[Prompt] Scan the following material for the string "impl" and copy each line in which it appears.

[Material shown]
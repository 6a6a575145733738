//! `Crossover` — a lowpass or highpass cutoff frequency in Hz.

use crate::error::HlxResult;
use crate::model::identifier::{check_range, MutationOutcome};

/// Lower bound of a crossover frequency, inclusive.
pub const CROSSOVER_MIN: u16 = 1;
/// Upper bound of a crossover frequency, inclusive.
pub const CROSSOVER_MAX: u16 = 20_000;
/// Device default crossover frequency.
pub const CROSSOVER_DEFAULT: u16 = 100;

/// A single crossover cutoff frequency, in Hz.
#[derive(Debug, Clone, Copy, PartialEq, Eq, serde::Serialize, serde::Deserialize)]
pub struct Crossover(u16);

impl Default for Crossover {
    fn default() -> Self {
        Self(CROSSOVER_DEFAULT)
    }
}

impl Crossover {
    pub fn hz(&self) -> u16 {
        self.0
    }

    pub fn set(&mut self, hz: u16) -> HlxResult<MutationOutcome> {
        check_range(hz, CROSSOVER_MIN, CROSSOVER_MAX, "crossover frequency")?;
        if hz == self.0 {
            return Ok(MutationOutcome::NoChange);
        }
        self.0 = hz;
        Ok(MutationOutcome::Changed)
    }
}

#[cfg(test)]
mod tests {
    use super::*;

    #[test]
    fn defaults_to_100hz() {
        assert_eq!(Crossover::default().hz(), 100);
    }

    #[test]
    fn accepts_endpoints_rejects_zero_and_overflow() {
        let mut c = Crossover::default();
        assert!(c.set(CROSSOVER_MIN).is_ok());
        assert!(c.set(CROSSOVER_MAX).is_ok());
        assert!(c.set(0).is_err());
        assert!(c.set(CROSSOVER_MAX + 1).is_err());
    }
}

[Result]
impl Default for Crossover {
impl Crossover {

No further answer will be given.